YOUR TASK:
Print exactly what the entries say, line by line, from the first line down to the one with "Self::Amd64(r) => r as", inclusive.

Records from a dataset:
//! Per-architecture thread register state.
//!
//! A [`ThreadState`] is a fixed register array plus a validity bitset, tagged
//! with the architecture it describes. Register identifiers are typed per
//! architecture; handing a state a register from a different architecture is
//! a programmer error and panics, while reading a register whose validity bit
//! is clear is an expected runtime condition and returns an error.

pub mod amd64;
pub mod arm;
pub mod arm64;
pub mod x86;

use crate::error::{Error, Result};

/// Instruction-set architectures understood by the unwinder.
#[derive(Debug, Clone, Copy, PartialEq, Eq)]
pub enum Arch {
    X86,
    Amd64,
    Arm,
    Arm64,
}

impl Arch {
    /// Native word size in bytes.
    #[inline]
    pub fn word_size(self) -> u64 {
        match self {
            Self::X86 | Self::Arm => 4,
            Self::Amd64 | Self::Arm64 => 8,
        }
    }

    #[inline]
    pub fn is_64(self) -> bool {
        self.word_size() == 8
    }

    pub fn name(self) -> &'static str {
        match self {
            Self::X86 => "i386",
            Self::Amd64 => "x86_64",
            Self::Arm => "arm",
            Self::Arm64 => "arm64",
        }
    }

    fn reg_count(self) -> usize {
        match self {
            Self::X86 => x86::REG_COUNT,
            Self::Amd64 => amd64::REG_COUNT,
            Self::Arm => arm::REG_COUNT,
            Self::Arm64 => arm64::REG_COUNT,
        }
    }
}

/// A register identifier, scoped to its architecture.
#[derive(Debug, Clone, Copy, PartialEq, Eq)]
pub enum Reg {
    X86(x86::Reg),
    Amd64(amd64::Reg),
    Arm(arm::Reg),
    Arm64(arm64::Reg),
}

impl Reg {
    pub fn arch(self) -> Arch {
        match self {
            Self::X86(_) => Arch::X86,
            Self::Amd64(_) => Arch::Amd64,
            Self::Arm(_) => Arch::Arm,
            Self::Arm64(_) => Arch::Arm64,
        }
    }

    fn index(self) -> usize {
        match self {
            Self::X86(r) => r as usize,
            Self::Amd64(r) => r as usize,
            Self::Arm(r) => r as usize,
            Self::Arm64(r) => r as usize,
        }
    }

    pub fn name(self) -> &'static str {
        match self {
            Self::X86(r) => r.name(),
            Self::Amd64(r) => r.name(),
            Self::Arm(r) => r.name(),
            Self::Arm64(r) => r.name(),
        }
    }
}

impl From<x86::Reg> for Reg {
    fn from(r: x86::Reg) -> Self {
        Self::X86(r)
    }
}

impl From<amd64::Reg> for Reg {
    fn from(r: amd64::Reg) -> Self {
        Self::Amd64(r)
    }
}

impl From<arm::Reg> for Reg {
    fn from(r: arm::Reg) -> Self {
        Self::Arm(r)
    }
}

impl From<arm64::Reg> for Reg {
    fn from(r: arm64::Reg) -> Self {
        Self::Arm64(r)
    }
}

/// Enough slots for the largest register file (ARM64).
const MAX_REGS: usize = 34;

/// A fixed register array with per-register validity tracking.
#[derive(Clone)]
pub struct ThreadState {
    arch: Arch,
    regs: [u64; MAX_REGS],
    valid_regs: u64,
}

impl ThreadState {
    /// Creates an empty state for `arch`; every validity bit starts clear.
    pub fn new(arch: Arch) -> Self {
        Self {
            arch,
            regs: [0; MAX_REGS],
            valid_regs: 0,
        }
    }

    #[inline]
    pub fn arch(&self) -> Arch {
        self.arch
    }

    /// Number of registers in this architecture's file.
    pub fn reg_count(&self) -> usize {
        self.arch.reg_count()
    }

    fn index_of(&self, reg: impl Into<Reg>) -> usize {
        let reg = reg.into();
        assert!(
            reg.arch() == self.arch,
            "register {} does not belong to {}",
            reg.name(),
            self.arch.name()
        );
        reg.index()
    }

    /// Reads a register, failing if its validity bit is clear.
    pub fn get(&self, reg: impl Into<Reg>) -> Result<u64> {
        let index = self.index_of(reg);
        if self.valid_regs & (1 << index) == 0 {
            return Err(Error::NotFound);
        }
        Ok(self.regs[index])
    }

    /// Writes a register and marks it valid.
    pub fn set(&mut self, reg: impl Into<Reg>, value: u64) {
        let index = self.index_of(reg);
        self.regs[index] = value;
        self.valid_regs |= 1 << index;
    }

    /// Clears a register's validity bit.
    pub fn clear(&mut self, reg: impl Into<Reg>) {
        let index = self.index_of(reg);
        self.valid_regs &= !(1 << index);
    }

    pub fn has(&self, reg: impl Into<Reg>) -> bool {
        self.valid_regs & (1 << self.index_of(reg)) != 0
    }

    /// Clears every valid register that is not in the architecture's
    /// callee-preserved set. Idempotent.
    pub fn clear_volatiles(&mut self) {
        for index in 0..self.reg_count() {
            if self.valid_regs & (1 << index) == 0 {
                continue;
            }
            if !self.is_nonvolatile(index) {
                self.valid_regs &= !(1 << index);
            }
        }
    }

    fn is_nonvolatile(&self, index: usize) -> bool {
        match self.arch {
            Arch::X86 => x86::NONVOLATILE.iter().any(|&r| r as usize == index),
            Arch::Amd64 => amd64::NONVOLATILE.iter().any(|&r| r as usize == index),
            Arch::Arm => arm::NONVOLATILE.iter().any(|&r| r as usize == index),
            Arch::Arm64 => arm64::NONVOLATILE.iter().any(|&r| r as usize == index),
        }
    }

    fn dwarf_table(&self) -> DwarfTable {
        match self.arch {
            Arch::X86 => DwarfTable::X86(x86::DWARF),
            Arch::Amd64 => DwarfTable::Amd64(amd64::DWARF),
            Arch::Arm => DwarfTable::Arm(arm::DWARF),
            Arch::Arm64 => DwarfTable::Arm64(arm64::DWARF),
        }
    }

    /// Maps a native register to its DWARF number, or `None` if the
    /// architecture's DWARF table does not allocate one.
    pub fn dwarf_for_reg(&self, reg: impl Into<Reg>) -> Option<u64> {
        let reg = reg.into();
        // Arch mismatch is still a programmer error here
        let _ = self.index_of(reg);
        self.dwarf_table().dwarf_for(reg)
    }

    /// Maps a DWARF register number to the native register, or `None` for
    /// numbers the table does not cover.
    pub fn reg_for_dwarf(&self, dwarf: u64) -> Option<Reg> {
        self.dwarf_table().reg_for(dwarf)
    }

    /// The instruction-pointer register for this architecture.
    pub fn ip_reg(&self) -> Reg {
        match self.arch {
            Arch::X86 => x86::Reg::Eip.into(),
            Arch::Amd64 => amd64::Reg::Rip.into(),
            Arch::Arm => arm::Reg::Pc.into(),
            Arch::Arm64 => arm64::Reg::Pc.into(),
        }
    }

    /// The stack-pointer register for this architecture.
    pub fn sp_reg(&self) -> Reg {
        match self.arch {
            Arch::X86 => x86::Reg::Esp.into(),
            Arch::Amd64 => amd64::Reg::Rsp.into(),
            Arch::Arm => arm::Reg::Sp.into(),
            Arch::Arm64 => arm64::Reg::Sp.into(),
        }
    }

    /// The frame-pointer register. On 32-bit ARM Apple platforms r7 holds
    /// the frame chain.
    pub fn fp_reg(&self) -> Reg {
        match self.arch {
            Arch::X86 => x86::Reg::Ebp.into(),
            Arch::Amd64 => amd64::Reg::Rbp.into(),
            Arch::Arm => arm::Reg::R7.into(),
            Arch::Arm64 => arm64::Reg::Fp.into(),
        }
    }

    /// The link register, on architectures that keep the return address in a
    /// register rather than on the stack.
    pub fn ra_reg(&self) -> Option<Reg> {
        match self.arch {
            Arch::X86 | Arch::Amd64 => None,
            Arch::Arm => Some(arm::Reg::Lr.into()),
            Arch::Arm64 => Some(arm64::Reg::Lr.into()),
        }
    }

    pub fn ip(&self) -> Result<u64> {
        self.get(self.ip_reg())
    }

    pub fn sp(&self) -> Result<u64> {
        self.get(self.sp_reg())
    }

    pub fn fp(&self) -> Result<u64> {
        self.get(self.fp_reg())
    }

    pub fn set_ip(&mut self, value: u64) {
        self.set(self.ip_reg(), value);
    }

    pub fn set_sp(&mut self, value: u64) {
        self.set(self.sp_reg(), value);
    }

    pub fn set_fp(&mut self, value: u64) {
        self.set(self.fp_reg(), value);
    }

    /// Iterates `(register, value)` over every valid register, in storage
    /// order. Used by the report writer for the register dump.
    pub fn iter_valid(&self) -> impl Iterator<Item = (Reg, u64)> + '_ {
        (0..self.reg_count()).filter_map(move |index| {
            if self.valid_regs & (1 << index) == 0 {
                return None;
            }
            Some((self.reg_at(index), self.regs[index]))
        })
    }

    fn reg_at(&self, index: usize) -> Reg {
        match self.arch {
            Arch::X86 => Reg::X86(x86::ALL[index]),
            Arch::Amd64 => Reg::Amd64(amd64::ALL[index]),
            Arch::Arm => Reg::Arm(arm::ALL[index]),
            Arch::Arm64 => Reg::Arm64(arm64::ALL[index]),
        }
    }
}

enum DwarfTable {
    X86(&'static [(x86::Reg, u64)]),
    Amd64(&'static [(amd64::Reg, u64)]),
    Arm(&'static [(arm::Reg, u64)]),
    Arm64(&'static [(arm64::Reg, u64)]),
}

impl DwarfTable {
    fn dwarf_for(&self, reg: Reg) -> Option<u64> {
        match (self, reg) {
            (Self::X86(t), Reg::X86(r)) => t.iter().find(|(c, _)| *c == r).map(|(_, d)| *d),
            (Self::Amd64(t), Reg::Amd64(r)) => t.iter().find(|(c, _)| *c == r).map(|(_, d)| *d),
            (Self::Arm(t), Reg::Arm(r)) => t.iter().find(|(c, _)| *c == r).map(|(_, d)| *d),
            (Self::Arm64(t), Reg::Arm64(r)) => t.iter().find(|(c, _)| *c == r).map(|(_, d)| *d),
            _ => None,
        }
    }

    fn reg_for(&self, dwarf: u64) -> Option<Reg> {
        match self {
            Self::X86(t) => t.iter().find(|(_, d)| *d == dwarf).map(|(r, _)| Reg::X86(*r)),
            Self::Amd64(t) => t
                .iter()
                .find(|(_, d)| *d == dwarf)
                .map(|(r, _)| Reg::Amd64(*r)),
            Self::Arm(t) => t.iter().find(|(_, d)| *d == dwarf).map(|(r, _)| Reg::Arm(*r)),
            Self::Arm64(t) => t
                .iter()
                .find(|(_, d)| *d == dwarf)
                .map(|(r, _)| Reg::Arm64(*r)),
        }
    }
}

RESPONSE FOR THIS EXERCISE:
//! Per-architecture thread register state.
//!
//! A [`ThreadState`] is a fixed register array plus a validity bitset, tagged
//! with the architecture it describes. Register identifiers are typed per
//! architecture; handing a state a register from a different architecture is
//! a programmer error and panics, while reading a register whose validity bit
//! is clear is an expected runtime condition and returns an error.

pub mod amd64;
pub mod arm;
pub mod arm64;
pub mod x86;

use crate::error::{Error, Result};

/// Instruction-set architectures understood by the unwinder.
#[derive(Debug, Clone, Copy, PartialEq, Eq)]
pub enum Arch {
    X86,
    Amd64,
    Arm,
    Arm64,
}

impl Arch {
    /// Native word size in bytes.
    #[inline]
    pub fn word_size(self) -> u64 {
        match self {
            Self::X86 | Self::Arm => 4,
            Self::Amd64 | Self::Arm64 => 8,
        }
    }

    #[inline]
    pub fn is_64(self) -> bool {
        self.word_size() == 8
    }

    pub fn name(self) -> &'static str {
        match self {
            Self::X86 => "i386",
            Self::Amd64 => "x86_64",
            Self::Arm => "arm",
            Self::Arm64 => "arm64",
        }
    }

    fn reg_count(self) -> usize {
        match self {
            Self::X86 => x86::REG_COUNT,
            Self::Amd64 => amd64::REG_COUNT,
            Self::Arm => arm::REG_COUNT,
            Self::Arm64 => arm64::REG_COUNT,
        }
    }
}

/// A register identifier, scoped to its architecture.
#[derive(Debug, Clone, Copy, PartialEq, Eq)]
pub enum Reg {
    X86(x86::Reg),
    Amd64(amd64::Reg),
    Arm(arm::Reg),
    Arm64(arm64::Reg),
}

impl Reg {
    pub fn arch(self) -> Arch {
        match self {
            Self::X86(_) => Arch::X86,
            Self::Amd64(_) => Arch::Amd64,
            Self::Arm(_) => Arch::Arm,
            Self::Arm64(_) => Arch::Arm64,
        }
    }

    fn index(self) -> usize {
        match self {
            Self::X86(r) => r as usize,
            Self::Amd64(r) => r as usize,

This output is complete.